I have an inspiration playlist. Mostly stuff that sparks pondering, nothing too heavy but generally not overly light. If I get too amped up writing I tend to get kind of aggressive with my prose and think my ideas are more urgent to express then necessary….or rather more urgent a tone than most people are willing to digest (and I don’t blame them, I can get intense). Heavy music can do that to me, and no doubt it’s a therapeutic mode and there ain’t nothing wrong with that mindset, but it’s best utilized in some stream of consciousness super intense journal entries. If the music is too light, it becomes relaxation mode, I don’t ponder so much to say Explosions in the Sky. I more so just straight listen to that kind of music, or it can be very good background noise for studying. Now, on the other hand, you get some Kid Cudi with a ponderous beat and introspective lyrics, some intellection wants to become words. Or perhaps Russian Circles, ponderous, heavy at times, progressive, and instrumental. The kind of stuff that makes you feel like your flying over landscapes, observing the world, and pondering how to solve it’s problems or exactly what your place on this space rock really is.

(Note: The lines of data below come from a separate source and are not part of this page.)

//! Realtime speech-to-speech dialogue client.
//!
//! One `RealtimeClient` owns one WebSocket to the dialogue service. The
//! connect protocol runs start-connection / start-session handshakes, then a
//! background read loop parses incoming frames and forwards them as
//! [`UpstreamEvent`]s to the channel supplied by the owner.

use std::sync::atomic::{AtomicBool, Ordering};
use std::sync::Arc;
use std::time::Duration;

use futures::stream::{SplitSink, SplitStream};
use futures::{SinkExt, StreamExt};
use serde_json::json;
use tokio::net::TcpStream;
use tokio::sync::{mpsc, oneshot, Mutex};
use tokio_tungstenite::tungstenite::Message as WsMessage;
use tokio_tungstenite::{connect_async, MaybeTlsStream, WebSocketStream};
use tracing::{debug, warn};
use uuid::Uuid;

use crate::error::{Error, Result};
use crate::protocol::{self, events, Frame, MessageType};

/// Default timeout for the connection-started and session-started waits.
pub const HANDSHAKE_TIMEOUT: Duration = Duration::from_secs(8);

/// Default realtime dialogue endpoint.
pub const DEFAULT_BASE_URL: &str = "wss://openspeech.bytedance.com/api/v3/realtime/dialogue";

type WsWriter = SplitSink<WebSocketStream<MaybeTlsStream<TcpStream>>, WsMessage>;
type WsReader = SplitStream<WebSocketStream<MaybeTlsStream<TcpStream>>>;

/// Connection parameters for the dialogue service.
#[derive(Debug, Clone)]
pub struct UpstreamConfig {
    /// WebSocket URL of the realtime dialogue endpoint.
    pub base_url: String,
    pub app_id: String,
    pub access_key: String,
    pub resource_id: String,
    pub app_key: String,
    /// Timeout for each handshake wait (events 50 and 150).
    pub handshake_timeout: Duration,
}

impl Default for UpstreamConfig {
    fn default() -> Self {
        Self {
            base_url: DEFAULT_BASE_URL.to_string(),
            app_id: String::new(),
            access_key: String::new(),
            resource_id: String::new(),
            app_key: String::new(),
            handshake_timeout: HANDSHAKE_TIMEOUT,
        }
    }
}

/// Resolved per-session parameters carried in the start-session body.
#[derive(Debug, Clone)]
pub struct SessionParams {
    /// TTS speaker voice.
    pub speaker: String,
    /// Bot display name.
    pub bot_name: String,
    /// System role prompt.
    pub system_role: String,
    /// Speaking style.
    pub speaking_style: String,
    /// Location hint.
    pub city: Option<String>,
    /// Upstream receive timeout in seconds (10-120).
    pub recv_timeout: u32,
    /// Input modality: "audio", "text" or "audio_file".
    pub input_mod: String,
    /// Output audio format announced to the service.
    pub output_format: String,
    /// Output sample rate in Hz.
    pub output_sample_rate: u32,
}

impl Default for SessionParams {
    fn default() -> Self {
        Self {
            speaker: String::new(),
            bot_name: String::new(),
            system_role: String::new(),
            speaking_style: String::new(),
            city: None,
            recv_timeout: 60,
            input_mod: "audio".to_string(),
            output_format: "pcm".to_string(),
            output_sample_rate: 24000,
        }
    }
}

/// Observable signal from the upstream connection.
#[derive(Debug)]
pub enum UpstreamEvent {
    /// One parsed frame.
    Message(Frame),
    /// The socket closed.
    Closed { code: u16, reason: String },
    /// Failure while reading the socket.
    Error(Error),
}

struct Conn {
    write: WsWriter,
    _read_task: tokio::task::JoinHandle<()>,
}

/// Client for one realtime dialogue session.
pub struct RealtimeClient {
    cfg: UpstreamConfig,
    session_id: String,
    params: SessionParams,
    events_tx: mpsc::Sender<UpstreamEvent>,
    conn: Mutex<Option<Conn>>,
    /// Pending waiter fired by the read loop on session-started (event 150).
    session_started: Arc<Mutex<Option<oneshot::Sender<()>>>>,
    closed: AtomicBool,
}

impl RealtimeClient {
    /// Dials the dialogue service and runs the full connect protocol:
    /// start-connection, wait for event 50, start-session, wait for event
    /// 150. Parsed frames are forwarded to `events_tx` afterwards.
    pub async fn connect(
        cfg: UpstreamConfig,
        session_id: String,
        params: SessionParams,
        events_tx: mpsc::Sender<UpstreamEvent>,
    ) -> Result<Self> {
        let client = Self {
            cfg,
            session_id,
            params,
            events_tx,
            conn: Mutex::new(None),
            session_started: Arc::new(Mutex::new(None)),
            closed: AtomicBool::new(false),
        };

        let conn = client.dial().await?;
        *client.conn.lock().await = Some(conn);
        Ok(client)
    }

    /// Returns the session ID.
    pub fn session_id(&self) -> &str {
        &self.session_id
    }

    /// Sends one chunk of input audio (event 200). No-op on empty input.
    pub async fn send_audio_chunk(&self, audio: &[u8]) -> Result<()> {
        if audio.is_empty() {
            return Ok(());
        }
        self.send_frame(Frame::audio_chunk(&self.session_id, audio.to_vec()))
            .await
    }

    /// Marks end-of-input-audio with the tail frame.
    pub async fn send_audio_commit(&self) -> Result<()> {
        self.send_frame(Frame::audio_tail()).await
    }

    /// Sends a text query (event 501).
    pub async fn send_chat_text(&self, content: &str) -> Result<()> {
        self.send_frame(Frame::client_event(
            events::CHAT_TEXT_QUERY,
            Some(&self.session_id),
            json!({ "content": content }),
        ))
        .await
    }

    /// Asks the bot to speak a greeting (event 300).
    pub async fn send_hello(&self, content: &str) -> Result<()> {
        self.send_frame(Frame::client_event(
            events::SAY_HELLO,
            Some(&self.session_id),
            json!({ "content": content }),
        ))
        .await
    }

    /// Interrupts the current response: finish-session followed by a fresh
    /// start-session handshake, waiting for event 150.
    pub async fn restart_session(&self) -> Result<()> {
        if self.closed.load(Ordering::SeqCst) {
            return Err(Error::Closed);
        }

        let (tx, rx) = oneshot::channel();
        *self.session_started.lock().await = Some(tx);

        self.send_frame(Frame::client_event(
            events::FINISH_SESSION,
            Some(&self.session_id),
            json!({}),
        ))
        .await?;
        self.send_frame(Frame::client_event(
            events::START_SESSION,
            Some(&self.session_id),
            start_session_payload(&self.params),
        ))
        .await?;

        match tokio::time::timeout(self.cfg.handshake_timeout, rx).await {
            Ok(Ok(())) => Ok(()),
            Ok(Err(_)) => Err(Error::Closed),
            Err(_) => Err(Error::HandshakeTimeout(events::SESSION_STARTED)),
        }
    }

    /// Closes the connection: best-effort finish-session and
    /// finish-connection, then the socket. Idempotent.
    pub async fn close(&self) {
        if self.closed.swap(true, Ordering::SeqCst) {
            return;
        }

        let mut conn = self.conn.lock().await;
        if let Some(mut c) = conn.take() {
            let goodbye = [
                Frame::client_event(events::FINISH_SESSION, Some(&self.session_id), json!({})),
                Frame::client_event(events::FINISH_CONNECTION, None, json!({})),
            ];
            for frame in goodbye {
                if let Ok(data) = protocol::encode(&frame) {
                    let _ = c.write.send(WsMessage::Binary(data.into())).await;
                }
            }
            let _ = c.write.close().await;
        }
    }

    /// Encodes and writes one frame. A send with no live socket transparently
    /// re-dials once; a second failure propagates.
    async fn send_frame(&self, frame: Frame) -> Result<()> {
        if self.closed.load(Ordering::SeqCst) {
            return Err(Error::Closed);
        }

        let data = protocol::encode(&frame)?;
        let mut conn = self.conn.lock().await;
        if conn.is_none() {
            *conn = Some(self.dial().await?);
        }
        let Some(c) = conn.as_mut() else {
            return Err(Error::Closed);
        };
        if let Err(e) = c.write.send(WsMessage::Binary(data.into())).await {
            warn!(error = %e, "upstream send failed, dropping connection");
            conn.take();
            return Err(e.into());
        }
        Ok(())
    }

    async fn dial(&self) -> Result<Conn> {
        let uri: http::Uri = self
            .cfg
            .base_url
            .parse()
            .map_err(|e| Error::Config(format!("invalid upstream url: {}", e)))?;
        let host = uri
            .host()
            .ok_or_else(|| Error::Config("upstream url missing host".to_string()))?
            .to_string();

        // Fresh connect id per connection.
        let connect_id = Uuid::new_v4().to_string();

        let request = http::Request::builder()
            .uri(self.cfg.base_url.as_str())
            .header("Host", host)
            .header("X-Api-App-ID", &self.cfg.app_id)
            .header("X-Api-Access-Key", &self.cfg.access_key)
            .header("X-Api-Resource-Id", &self.cfg.resource_id)
            .header("X-Api-App-Key", &self.cfg.app_key)
            .header("X-Api-Connect-Id", &connect_id)
            .body(())
            .map_err(|e| Error::Config(format!("build request: {}", e)))?;

        debug!(connect_id = %connect_id, session_id = %self.session_id, "dialing upstream");
        let (ws, _response) = connect_async(request).await?;
        let (mut write, mut read) = ws.split();

        send_on(&mut write, Frame::client_event(events::START_CONNECTION, None, json!({}))).await?;
        wait_for_event(&mut read, events::CONNECTION_STARTED, self.cfg.handshake_timeout).await?;

        send_on(
            &mut write,
            Frame::client_event(
                events::START_SESSION,
                Some(&self.session_id),
                start_session_payload(&self.params),
            ),
        )
        .await?;
        wait_for_event(&mut read, events::SESSION_STARTED, self.cfg.handshake_timeout).await?;

        // A completed handshake satisfies any pending restart waiter.
        if let Some(tx) = self.session_started.lock().await.take() {
            let _ = tx.send(());
        }

        let read_task = tokio::spawn(read_loop(
            read,
            self.events_tx.clone(),
            self.session_started.clone(),
        ));

        Ok(Conn {
            write,
            _read_task: read_task,
        })
    }
}

/// Builds the start-session body. Fields the browser omitted have already
/// been filled from operator defaults by the caller.
fn start_session_payload(p: &SessionParams) -> serde_json::Value {
    let mut dialog = json!({
        "bot_name": p.bot_name,
        "system_role": p.system_role,
        "speaking_style": p.speaking_style,
        "extra": {
            "strict_audit": false,
            "recv_timeout": p.recv_timeout,
            "input_mod": p.input_mod,
        },
    });
    if let Some(city) = &p.city {
        dialog["location"] = json!({ "city": city });
    }

    json!({
        "asr": {
            "extra": { "end_smooth_window_ms": 1500 },
        },
        "tts": {
            "speaker": p.speaker,
            "audio_config": {
                "channel": 1,
                "format": p.output_format,
                "sample_rate": p.output_sample_rate,
            },
        },
        "dialog": dialog,
    })
}

async fn send_on(write: &mut WsWriter, frame: Frame) -> Result<()> {
    let data = protocol::encode(&frame)?;
    write.send(WsMessage::Binary(data.into())).await?;
    Ok(())
}

/// Reads frames until the wanted event arrives or the deadline passes.
async fn wait_for_event(read: &mut WsReader, event: i32, timeout: Duration) -> Result<()> {
    let deadline = tokio::time::Instant::now() + timeout;
    loop {
        let remaining = deadline.saturating_duration_since(tokio::time::Instant::now());
        let next = tokio::time::timeout(remaining, read.next())
            .await
            .map_err(|_| Error::HandshakeTimeout(event))?;

        match next {
            Some(Ok(WsMessage::Binary(data))) => {
                let Some(frame) = protocol::decode(&data) else {
                    continue;
                };
                if frame.msg_type == MessageType::Error {
                    return Err(Error::Upstream {
                        code: frame.error_code.unwrap_or(0),
                        message: frame.payload.display_text(),
                    });
                }
                match frame.event {
                    Some(e) if e == event => return Ok(()),
                    Some(events::CONNECTION_FAILED | events::SESSION_FAILED) => {
                        return Err(Error::Upstream {
                            code: 0,
                            message: frame.payload.display_text(),
                        });
                    }
                    _ => continue,
                }
            }
            Some(Ok(WsMessage::Close(_))) | None => return Err(Error::Closed),
            Some(Ok(_)) => continue,
            Some(Err(e)) => return Err(e.into()),
        }
    }
}

async fn read_loop(
    mut read: WsReader,
    events_tx: mpsc::Sender<UpstreamEvent>,
    session_started: Arc<Mutex<Option<oneshot::Sender<()>>>>,
) {
    while let Some(next) = read.next().await {
        match next {
            Ok(WsMessage::Binary(data)) => {
                // Unusable frames are skipped, not fatal.
                let Some(frame) = protocol::decode(&data) else {
                    continue;
                };
                if frame.event == Some(events::SESSION_STARTED) {
                    if let Some(tx) = session_started.lock().await.take() {
                        let _ = tx.send(());
                    }
                }
                if events_tx.send(UpstreamEvent::Message(frame)).await.is_err() {
                    return;
                }
            }
            Ok(WsMessage::Close(frame)) => {
                let (code, reason) = match frame {
                    Some(f) => (u16::from(f.code), f.reason.as_str().to_string()),
                    None => (1005, String::new()),
                };
                let _ = events_tx.send(UpstreamEvent::Closed { code, reason }).await;
                return;
            }
            Ok(_) => {}
            Err(e) => {
                let _ = events_tx.send(UpstreamEvent::Error(e.into())).await;
                return;
            }
        }
    }
    let _ = events_tx
        .send(UpstreamEvent::Closed {
            code: 1006,
            reason: String::new(),
        })
        .await;
}
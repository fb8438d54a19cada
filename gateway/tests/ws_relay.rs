//! End-to-end relay tests: a real gateway bound to an ephemeral port, a
//! browser-side WebSocket client, and a scripted upstream that speaks just
//! enough of the dialogue handshake.

use std::time::Duration;

use base64::engine::general_purpose::STANDARD as BASE64;
use base64::Engine;
use futures::{SinkExt, StreamExt};
use serde_json::{json, Value};
use tokio::net::TcpListener;
use tokio_tungstenite::tungstenite::Message as WsMessage;
use tokio_tungstenite::{accept_async, connect_async};

use voicebox_doubao::protocol::{encode, Flags, Frame, MessageType, Payload, Serialization};
use voicebox_gateway::config::Config;
use voicebox_gateway::{router, AppState};

/// Mock dialogue service. Answers start-connection with event 50 and
/// start-session with event 150; everything else is swallowed. With
/// `respond` off it accepts the socket and stays silent, which is how the
/// handshake-timeout scenario is staged.
async fn spawn_upstream(respond: bool) -> String {
    let listener = TcpListener::bind("127.0.0.1:0").await.unwrap();
    let addr = listener.local_addr().unwrap();

    tokio::spawn(async move {
        loop {
            let Ok((stream, _)) = listener.accept().await else {
                return;
            };
            tokio::spawn(async move {
                let Ok(mut ws) = accept_async(stream).await else {
                    return;
                };
                while let Some(Ok(msg)) = ws.next().await {
                    if !respond {
                        continue;
                    }
                    let WsMessage::Binary(data) = msg else { continue };
                    let Some(reply) = handshake_reply(&data) else {
                        continue;
                    };
                    if ws.send(WsMessage::Binary(reply.into())).await.is_err() {
                        return;
                    }
                }
            });
        }
    });

    format!("ws://{}", addr)
}

fn handshake_reply(data: &[u8]) -> Option<Vec<u8>> {
    // Client frames carry the event code right after the 4-byte header.
    if data.len() < 8 || data[1] & 0b0100 == 0 {
        return None;
    }
    let event = i32::from_be_bytes([data[4], data[5], data[6], data[7]]);
    let reply = match event {
        1 => 50,
        100 => 150,
        _ => return None,
    };

    let frame = Frame {
        msg_type: MessageType::FullServer,
        flags: Flags::WITH_EVENT,
        serialization: Serialization::Json,
        event: Some(reply),
        payload: Payload::Json(json!({})),
        ..Default::default()
    };
    Some(encode(&frame).unwrap())
}

/// Binds the gateway on an ephemeral port and returns its authority.
async fn spawn_gateway(state: AppState) -> String {
    let app = router(state);
    let listener = TcpListener::bind("127.0.0.1:0").await.unwrap();
    let addr = listener.local_addr().unwrap();
    tokio::spawn(async move {
        axum::serve(listener, app).await.unwrap();
    });
    format!("127.0.0.1:{}", addr.port())
}

async fn test_state(upstream_url: String) -> (tempfile::TempDir, AppState) {
    let dir = tempfile::tempdir().unwrap();
    let mut config = Config::default();
    config.history_dir = dir.path().to_path_buf();
    config.upstream.base_url = upstream_url;
    config.upstream.handshake_timeout = Duration::from_secs(2);
    (dir, AppState::new(config))
}

/// Mints a session over the real HTTP path and returns its id.
async fn mint_session(state: &AppState) -> String {
    use http_body_util::BodyExt;
    use tower::ServiceExt;

    let response = router(state.clone())
        .oneshot(
            axum::http::Request::builder()
                .method("POST")
                .uri("/session")
                .body(axum::body::Body::from("{}"))
                .unwrap(),
        )
        .await
        .unwrap();
    let bytes = response.into_body().collect().await.unwrap().to_bytes();
    let body: Value = serde_json::from_slice(&bytes).unwrap();
    body["sessionId"].as_str().unwrap().to_string()
}

type BrowserWs =
    tokio_tungstenite::WebSocketStream<tokio_tungstenite::MaybeTlsStream<tokio::net::TcpStream>>;

async fn attach_browser(gateway: &str, session_id: &str) -> BrowserWs {
    let url = format!("ws://{}/ws?sessionId={}", gateway, session_id);
    let (ws, _) = connect_async(url).await.unwrap();
    ws
}

async fn next_json(ws: &mut BrowserWs) -> Value {
    loop {
        let msg = tokio::time::timeout(Duration::from_secs(5), ws.next())
            .await
            .expect("timed out waiting for frame")
            .expect("stream ended")
            .expect("transport error");
        if let WsMessage::Text(text) = msg {
            return serde_json::from_str(text.as_str()).unwrap();
        }
    }
}

async fn next_close_code(ws: &mut BrowserWs) -> u16 {
    loop {
        let msg = tokio::time::timeout(Duration::from_secs(5), ws.next())
            .await
            .expect("timed out waiting for close");
        match msg {
            Some(Ok(WsMessage::Close(frame))) => {
                return frame.map(|f| u16::from(f.code)).unwrap_or(1005);
            }
            Some(Ok(_)) => continue,
            Some(Err(_)) | None => panic!("connection ended without close frame"),
        }
    }
}

async fn send_json(ws: &mut BrowserWs, value: Value) {
    ws.send(WsMessage::Text(value.to_string().into()))
        .await
        .unwrap();
}

async fn wait_until(mut condition: impl FnMut() -> bool) {
    for _ in 0..200 {
        if condition() {
            return;
        }
        tokio::time::sleep(Duration::from_millis(10)).await;
    }
    panic!("condition not met in time");
}

#[tokio::test]
async fn test_ready_handshake_and_single_utterance() {
    let upstream = spawn_upstream(true).await;
    let (_dir, state) = test_state(upstream).await;
    let gateway = spawn_gateway(state.clone()).await;
    let session_id = mint_session(&state).await;

    let mut ws = attach_browser(&gateway, &session_id).await;

    // The first server frame announces readiness.
    let ready = next_json(&mut ws).await;
    assert_eq!(ready["type"], "server.ready");
    assert_eq!(ready["sessionId"], session_id.as_str());
    assert_eq!(ready["outputAudioFormat"], "pcm");

    send_json(&mut ws, json!({"type": "client.start"})).await;
    let chunk = BASE64.encode(vec![0u8; 640]);
    for _ in 0..3 {
        send_json(&mut ws, json!({"type": "client.audio.append", "audio": chunk})).await;
    }
    send_json(&mut ws, json!({"type": "client.audio.commit"})).await;
    send_json(&mut ws, json!({"type": "client.stop"})).await;

    assert_eq!(next_close_code(&mut ws).await, 1000);
    let registry = state.registry.clone();
    let sid = session_id.clone();
    wait_until(move || !registry.contains(&sid)).await;

    // The close path journals last; poll until the final event lands.
    let mut events = Vec::new();
    for _ in 0..200 {
        events = state.journal.events(&session_id).await;
        if events.iter().any(|e| e.event_type == "session_closed") {
            break;
        }
        tokio::time::sleep(Duration::from_millis(10)).await;
    }
    let types: Vec<&str> = events.iter().map(|e| e.event_type.as_str()).collect();
    assert_eq!(
        types,
        vec![
            "session_opened",
            "upstream_connected",
            "client_started",
            "input_audio_chunk",
            "input_audio_chunk",
            "input_audio_chunk",
            "input_audio_committed",
            "session_closed",
        ]
    );
    for event in events.iter().filter(|e| e.event_type == "input_audio_chunk") {
        assert_eq!(event.payload["bytes"], 640);
    }
}

#[tokio::test]
async fn test_missing_session_id_closes_1008() {
    let upstream = spawn_upstream(true).await;
    let (_dir, state) = test_state(upstream).await;
    let gateway = spawn_gateway(state).await;

    let (mut ws, _) = connect_async(format!("ws://{}/ws", gateway)).await.unwrap();
    assert_eq!(next_close_code(&mut ws).await, 1008);
}

#[tokio::test]
async fn test_second_attach_displaces_first_with_4001() {
    let upstream = spawn_upstream(true).await;
    let (_dir, state) = test_state(upstream).await;
    let gateway = spawn_gateway(state.clone()).await;
    let session_id = mint_session(&state).await;

    let mut first = attach_browser(&gateway, &session_id).await;
    assert_eq!(next_json(&mut first).await["type"], "server.ready");

    let mut second = attach_browser(&gateway, &session_id).await;
    assert_eq!(next_json(&mut second).await["type"], "server.ready");

    // The displaced socket gets exactly one 4001 close.
    assert_eq!(next_close_code(&mut first).await, 4001);

    // The second socket keeps working.
    send_json(&mut second, json!({"type": "client.start"})).await;
    send_json(&mut second, json!({"type": "not json at all"})).await;
    let err = next_json(&mut second).await;
    assert_eq!(err["type"], "server.error");
    assert_eq!(err["error"], "invalid_message");
}

#[tokio::test]
async fn test_interrupt_emits_450() {
    let upstream = spawn_upstream(true).await;
    let (_dir, state) = test_state(upstream).await;
    let gateway = spawn_gateway(state.clone()).await;
    let session_id = mint_session(&state).await;

    let mut ws = attach_browser(&gateway, &session_id).await;
    assert_eq!(next_json(&mut ws).await["type"], "server.ready");

    send_json(&mut ws, json!({"type": "client.interrupt"})).await;

    // The interrupt marker precedes anything from the restarted session.
    let event = next_json(&mut ws).await;
    assert_eq!(event["type"], "server.event");
    assert_eq!(event["event"], 450);
    assert_eq!(event["payload"]["source"], "client_interrupt");

    let mut seen = false;
    for _ in 0..200 {
        let events = state.journal.events(&session_id).await;
        if events.iter().any(|e| e.event_type == "session_interrupted") {
            seen = true;
            break;
        }
        tokio::time::sleep(Duration::from_millis(10)).await;
    }
    assert!(seen, "session_interrupted never journaled");

    let events = state.journal.events(&session_id).await;
    let interrupted: Vec<_> = events
        .iter()
        .filter(|e| e.event_type == "session_interrupted")
        .collect();
    assert_eq!(interrupted.len(), 1);
    assert_eq!(interrupted[0].payload["source"], "client");
}

#[tokio::test]
async fn test_upstream_handshake_timeout_tears_down() {
    let upstream = spawn_upstream(false).await;
    let (_dir, state) = test_state(upstream).await;
    {
        // Short timeout keeps the scenario fast.
        let mut config = (*state.config).clone();
        config.upstream.handshake_timeout = Duration::from_millis(300);
        let state = AppState {
            config: std::sync::Arc::new(config),
            registry: state.registry.clone(),
            journal: state.journal.clone(),
        };
        let gateway = spawn_gateway(state.clone()).await;
        let session_id = mint_session(&state).await;

        let mut ws = attach_browser(&gateway, &session_id).await;
        let err = next_json(&mut ws).await;
        assert_eq!(err["type"], "server.error");
        assert_eq!(err["error"], "upstream_connect_failed");
        assert_eq!(next_close_code(&mut ws).await, 1011);

        let registry = state.registry.clone();
        wait_until(move || !registry.contains(&session_id)).await;
    }
}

Some artists on my ponderous playlist
Radiohead (no brainer)
select Mastodon and Tool tracks
You like how I sneak in some choice artists and bands without outright suggesting, it’s all in the flow. But now I just outed my covert strategy. Whatever. And by the way, the new Explosions in the Sky: Take Care Take Care Take Care, is a most excellent piece of listening.
I cleaned my room today, put a bookshelf in there as my book and blu ray selection is getting rather robust. I take careful consideration as to what will be the top shelf books and what will get ostracized to the foot level resting place. I clean my room but once a month, I swear. I’m a perfectionist and so I usually end up not doing things because I don’t want to half-ass it. It’s not the best way to live life, and I recall my brother explaining to me how many things cleared up for him personally and professionally when he tackled that beast of perfectionism. I’ll need to look into some material. Perhaps I’ve beaten the mental health, philosophy, and brain health topics to a bloody pulp and moving to some new non-fic topics would be good.
So much focus on the self, being in the mind all the time. And it doesn’t help that so much of my reading involves Psychology. I was already a heavy thinker all through life, now that I’ve learned the curious nature of mood and motivation, I almost wonder if ignorance was a better option. Too late now, but truth and knowledge I feel win out eventually and is the best medicine for any wounds: physical, spiritual, emotional, and whatever else you can think of. 2 WOOTS! for truth.